Input for this task:
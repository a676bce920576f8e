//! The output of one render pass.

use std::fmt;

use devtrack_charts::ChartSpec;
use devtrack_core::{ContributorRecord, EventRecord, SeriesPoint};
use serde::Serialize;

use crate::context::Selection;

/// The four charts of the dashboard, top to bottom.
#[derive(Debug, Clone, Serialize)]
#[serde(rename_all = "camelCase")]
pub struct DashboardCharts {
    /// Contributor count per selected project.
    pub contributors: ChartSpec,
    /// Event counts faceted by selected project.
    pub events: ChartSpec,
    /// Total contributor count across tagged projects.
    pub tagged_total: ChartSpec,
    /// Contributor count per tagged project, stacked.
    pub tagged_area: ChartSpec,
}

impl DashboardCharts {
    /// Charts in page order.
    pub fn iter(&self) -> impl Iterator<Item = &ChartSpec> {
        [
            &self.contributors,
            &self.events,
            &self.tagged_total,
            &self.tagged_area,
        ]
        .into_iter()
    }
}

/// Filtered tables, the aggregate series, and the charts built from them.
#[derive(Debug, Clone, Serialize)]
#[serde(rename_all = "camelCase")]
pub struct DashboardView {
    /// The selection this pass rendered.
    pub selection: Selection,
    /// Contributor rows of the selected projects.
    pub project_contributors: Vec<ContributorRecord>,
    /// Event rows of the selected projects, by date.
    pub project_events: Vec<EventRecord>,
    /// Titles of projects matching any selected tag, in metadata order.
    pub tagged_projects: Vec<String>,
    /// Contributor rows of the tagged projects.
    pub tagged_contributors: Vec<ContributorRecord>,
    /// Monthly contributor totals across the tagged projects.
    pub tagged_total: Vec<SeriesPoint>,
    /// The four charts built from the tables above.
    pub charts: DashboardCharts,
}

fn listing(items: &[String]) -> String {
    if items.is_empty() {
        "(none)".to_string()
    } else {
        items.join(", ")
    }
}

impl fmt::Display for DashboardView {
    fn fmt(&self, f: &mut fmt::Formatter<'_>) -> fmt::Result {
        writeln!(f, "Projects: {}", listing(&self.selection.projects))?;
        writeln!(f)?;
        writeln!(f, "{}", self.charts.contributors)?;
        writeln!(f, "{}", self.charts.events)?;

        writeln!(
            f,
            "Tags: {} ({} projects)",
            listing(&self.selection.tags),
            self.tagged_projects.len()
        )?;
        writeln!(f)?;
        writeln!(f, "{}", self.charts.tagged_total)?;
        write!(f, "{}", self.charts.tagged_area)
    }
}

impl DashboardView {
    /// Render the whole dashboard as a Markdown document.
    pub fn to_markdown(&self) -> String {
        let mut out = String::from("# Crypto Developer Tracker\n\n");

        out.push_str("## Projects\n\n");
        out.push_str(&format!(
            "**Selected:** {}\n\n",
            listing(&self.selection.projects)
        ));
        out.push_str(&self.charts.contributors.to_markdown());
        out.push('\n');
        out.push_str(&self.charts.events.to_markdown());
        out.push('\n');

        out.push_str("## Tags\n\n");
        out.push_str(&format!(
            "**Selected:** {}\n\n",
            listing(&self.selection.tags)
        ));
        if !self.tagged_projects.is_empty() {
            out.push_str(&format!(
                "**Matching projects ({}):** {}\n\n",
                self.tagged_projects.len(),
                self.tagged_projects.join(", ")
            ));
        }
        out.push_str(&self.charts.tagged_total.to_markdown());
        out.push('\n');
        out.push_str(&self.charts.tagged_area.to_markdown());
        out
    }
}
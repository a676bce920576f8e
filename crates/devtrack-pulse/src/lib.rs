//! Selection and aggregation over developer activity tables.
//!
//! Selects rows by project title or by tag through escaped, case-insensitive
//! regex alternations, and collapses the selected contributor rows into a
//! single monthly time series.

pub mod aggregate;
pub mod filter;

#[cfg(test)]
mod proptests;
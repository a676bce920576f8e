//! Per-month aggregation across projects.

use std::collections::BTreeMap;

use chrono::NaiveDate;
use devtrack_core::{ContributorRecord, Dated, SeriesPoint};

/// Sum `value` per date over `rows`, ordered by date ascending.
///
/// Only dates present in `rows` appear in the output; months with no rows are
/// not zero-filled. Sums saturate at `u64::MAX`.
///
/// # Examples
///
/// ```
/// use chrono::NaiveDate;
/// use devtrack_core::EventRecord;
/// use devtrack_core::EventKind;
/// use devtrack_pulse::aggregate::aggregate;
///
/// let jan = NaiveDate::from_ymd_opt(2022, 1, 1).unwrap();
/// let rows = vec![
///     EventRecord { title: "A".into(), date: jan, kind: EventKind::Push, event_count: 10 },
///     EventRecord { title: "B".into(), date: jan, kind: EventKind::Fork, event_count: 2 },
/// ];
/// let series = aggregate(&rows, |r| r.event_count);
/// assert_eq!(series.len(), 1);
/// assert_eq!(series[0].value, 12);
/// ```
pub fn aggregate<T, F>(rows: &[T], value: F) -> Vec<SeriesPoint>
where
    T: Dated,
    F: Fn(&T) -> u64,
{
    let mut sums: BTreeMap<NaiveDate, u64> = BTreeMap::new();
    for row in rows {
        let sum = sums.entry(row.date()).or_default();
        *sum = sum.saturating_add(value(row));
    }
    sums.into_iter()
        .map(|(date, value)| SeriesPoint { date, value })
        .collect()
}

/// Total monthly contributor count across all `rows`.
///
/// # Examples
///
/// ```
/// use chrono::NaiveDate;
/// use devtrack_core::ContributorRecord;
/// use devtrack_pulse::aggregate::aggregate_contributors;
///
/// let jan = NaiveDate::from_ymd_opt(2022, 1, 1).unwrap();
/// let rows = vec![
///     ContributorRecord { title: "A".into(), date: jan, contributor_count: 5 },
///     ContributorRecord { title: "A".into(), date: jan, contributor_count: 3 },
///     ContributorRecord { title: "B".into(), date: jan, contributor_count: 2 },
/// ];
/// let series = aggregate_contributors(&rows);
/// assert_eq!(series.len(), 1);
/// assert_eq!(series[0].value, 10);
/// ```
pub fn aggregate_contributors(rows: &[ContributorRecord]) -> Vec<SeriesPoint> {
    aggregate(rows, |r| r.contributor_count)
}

What the task requires:
Copy the material above exactly. Include every line.

Answer to this task:
repository a676bce920576f8e
//! The output of one render pass.

use std::fmt;

use devtrack_charts::ChartSpec;
use devtrack_core::{ContributorRecord, EventRecord, SeriesPoint};
use serde::Serialize;

use crate::context::Selection;

/// The four charts of the dashboard, top to bottom.
#[derive(Debug, Clone, Serialize)]
#[serde(rename_all = "camelCase")]
pub struct DashboardCharts {
    /// Contributor count per selected project.
    pub contributors: ChartSpec,
    /// Event counts faceted by selected project.
    pub events: ChartSpec,
    /// Total contributor count across tagged projects.
    pub tagged_total: ChartSpec,
    /// Contributor count per tagged project, stacked.
    pub tagged_area: ChartSpec,
}

impl DashboardCharts {
    /// Charts in page order.
    pub fn iter(&self) -> impl Iterator<Item = &ChartSpec> {
        [
            &self.contributors,
            &self.events,
            &self.tagged_total,
            &self.tagged_area,
        ]
        .into_iter()
    }
}

/// Filtered tables, the aggregate series, and the charts built from them.
#[derive(Debug, Clone, Serialize)]
#[serde(rename_all = "camelCase")]
pub struct DashboardView {
    /// The selection this pass rendered.
    pub selection: Selection,
    /// Contributor rows of the selected projects.
    pub project_contributors: Vec<ContributorRecord>,
    /// Event rows of the selected projects, by date.
    pub project_events: Vec<EventRecord>,
    /// Titles of projects matching any selected tag, in metadata order.
    pub tagged_projects: Vec<String>,
    /// Contributor rows of the tagged projects.
    pub tagged_contributors: Vec<ContributorRecord>,
    /// Monthly contributor totals across the tagged projects.
    pub tagged_total: Vec<SeriesPoint>,
    /// The four charts built from the tables above.
    pub charts: DashboardCharts,
}

fn listing(items: &[String]) -> String {
    if items.is_empty() {
        "(none)".to_string()
    } else {
        items.join(", ")
    }
}

impl fmt::Display for DashboardView {
    fn fmt(&self, f: &mut fmt::Formatter<'_>) -> fmt::Result {
        writeln!(f, "Projects: {}", listing(&self.selection.projects))?;
        writeln!(f)?;
        writeln!(f, "{}", self.charts.contributors)?;
        writeln!(f, "{}", self.charts.events)?;

        writeln!(
            f,
            "Tags: {} ({} projects)",
            listing(&self.selection.tags),
            self.tagged_projects.len()
        )?;
        writeln!(f)?;
        writeln!(f, "{}", self.charts.tagged_total)?;
        write!(f, "{}", self.charts.tagged_area)
    }
}

impl DashboardView {
    /// Render the whole dashboard as a Markdown document.
    pub fn to_markdown(&self) -> String {
        let mut out = String::from("# Crypto Developer Tracker\n\n");

        out.push_str("## Projects\n\n");
        out.push_str(&format!(
            "**Selected:** {}\n\n",
            listing(&self.selection.projects)
        ));
        out.push_str(&self.charts.contributors.to_markdown());
        out.push('\n');
        out.push_str(&self.charts.events.to_markdown());
        out.push('\n');

        out.push_str("## Tags\n\n");
        out.push_str(&format!(
            "**Selected:** {}\n\n",
            listing(&self.selection.tags)
        ));
        if !self.tagged_projects.is_empty() {
            out.push_str(&format!(
                "**Matching projects ({}):** {}\n\n",
                self.tagged_projects.len(),
                self.tagged_projects.join(", ")
            ));
        }
        out.push_str(&self.charts.tagged_total.to_markdown());
        out.push('\n');
        out.push_str(&self.charts.tagged_area.to_markdown());
        out
    }
}
repository a676bce920576f8e
filename crates/devtrack-pulse/src/lib.rs
//! Selection and aggregation over developer activity tables.
//!
//! Selects rows by project title or by tag through escaped, case-insensitive
//! regex alternations, and collapses the selected contributor rows into a
//! single monthly time series.

pub mod aggregate;
pub mod filter;

#[cfg(test)]
mod proptests;
repository a676bce920576f8e
//! Per-month aggregation across projects.

use std::collections::BTreeMap;

use chrono::NaiveDate;
use devtrack_core::{ContributorRecord, Dated, SeriesPoint};

/// Sum `value` per date over `rows`, ordered by date ascending.
///
/// Only dates present in `rows` appear in the output; months with no rows are
/// not zero-filled. Sums saturate at `u64::MAX`.
///
/// # Examples
///
/// ```
/// use chrono::NaiveDate;
/// use devtrack_core::EventRecord;
/// use devtrack_core::EventKind;
/// use devtrack_pulse::aggregate::aggregate;
///
/// let jan = NaiveDate::from_ymd_opt(2022, 1, 1).unwrap();
/// let rows = vec![
///     EventRecord { title: "A".into(), date: jan, kind: EventKind::Push, event_count: 10 },
///     EventRecord { title: "B".into(), date: jan, kind: EventKind::Fork, event_count: 2 },
/// ];
/// let series = aggregate(&rows, |r| r.event_count);
/// assert_eq!(series.len(), 1);
/// assert_eq!(series[0].value, 12);
/// ```
pub fn aggregate<T, F>(rows: &[T], value: F) -> Vec<SeriesPoint>
where
    T: Dated,
    F: Fn(&T) -> u64,
{
    let mut sums: BTreeMap<NaiveDate, u64> = BTreeMap::new();
    for row in rows {
        let sum = sums.entry(row.date()).or_default();
        *sum = sum.saturating_add(value(row));
    }
    sums.into_iter()
        .map(|(date, value)| SeriesPoint { date, value })
        .collect()
}

/// Total monthly contributor count across all `rows`.
///
/// # Examples
///
/// ```
/// use chrono::NaiveDate;
/// use devtrack_core::ContributorRecord;
/// use devtrack_pulse::aggregate::aggregate_contributors;
///
/// let jan = NaiveDate::from_ymd_opt(2022, 1, 1).unwrap();
/// let rows = vec![
///     ContributorRecord { title: "A".into(), date: jan, contributor_count: 5 },
///     ContributorRecord { title: "A".into(), date: jan, contributor_count: 3 },
///     ContributorRecord { title: "B".into(), date: jan, contributor_count: 2 },
/// ];
/// let series = aggregate_contributors(&rows);
/// assert_eq!(series.len(), 1);
/// assert_eq!(series[0].value, 10);
/// ```
pub fn aggregate_contributors(rows: &[ContributorRecord]) -> Vec<SeriesPoint> {
    aggregate(rows, |r| r.contributor_count)
}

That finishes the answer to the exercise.